That M.2 heatsink SKU

As mentioned, Sabrent offers a really cool SKU (literally) with that Heatpipe based heatsink as displayed on page 4. It's an extra 20 USD and is just lovely. however any and all NVMe M.2 SSDs really disappear under your chipset heatsink or dedicated M.2 cooler from your motherboard. That does make that option a bit redundant. So if you order this SSD, remember the version without the heatsink shaves off 20 bucks. 

Guru3d-recommended
 

Concluding

Honestly, we can find very little wrong with the Sabrent Rocket NVMe4 model M.2 SSD other then you need to platform to support PCIe Gen4 and really yearn that peak performance to show off, it is very fast didn't stumble into write holes and did not overheat either. The Phison controller has proven itself over the past year and is offering terrific performance over PCIe Gen 4.0. This is a super-fast TLC based M.2 SSD that ticks most right boxes as on most workloads it remains to be a very strong performer, even without heatsink the temps did not exceed 60c on the controller.

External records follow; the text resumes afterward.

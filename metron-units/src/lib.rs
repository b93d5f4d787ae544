//! Metron Units - Unit data files
//!
//! Reads the JSON data files that define linear units and ships a built-in
//! catalogue covering the common categories:
//! - Length, Area, Volume (m, km, ft, mi, ha, acre, L, gal, etc.)
//! - Mass (kg, g, lb, oz, etc.)
//! - Time (s, min, h, d, etc.)
//! - Temperature (K, °C, °F, °R)
//! - Velocity, Force, Pressure (m/s, mph, N, lbf, Pa, bar, psi, etc.)
//! - Energy, Power (J, cal, kWh, W, hp, etc.)
//! - Frequency, Data, Angle (Hz, rpm, bit, byte, MiB, rad, °, etc.)

mod schema;
mod reader;
mod builtin;

pub use schema::{UnitFile, UnitEntry};
pub use reader::{LinearReader, ReadError};
pub use builtin::{BUILTIN_FILES, load_builtin, builtin_registry};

The Rocket NVMe4 will shatter records given the right conditions, but in some workloads, you are down to high-end class TLC NVMe performance. There's nothing wrong with that as it is the nature of NAND storage, but that proper SSD experience you'll find with a standard Rocket PCIe Gen3.0 SSD as well. We doubt you'd ever notice the perf differences, and that is the honest truth. What this product really does is pioneering, it is the first PCIe Gen 4.0 compatible NVMe 1.3 compatible SSD. The cost of ownership does require a Ryzen series 3000 and X570/TRX40 motherboard though, but that's AMD for you as they wanted to offer you a technology advantage over team blue. Once Intel releases Rocket Lake generation processors, we'll see a move steady move towards PCIe Gen 4.0 NVMe SSDs. We'll happily be handing out the Rocket NVMe4 a recommended award for that sheer peak performance. Prices for 1TB sit at 200 USD/EUR. If you opt to purchase this product, don't forget to register is for your 5-year warranty as you don't want that decimated toward one year if you forget about it. And hey, 1800 TBW + that warranty is rather sweet.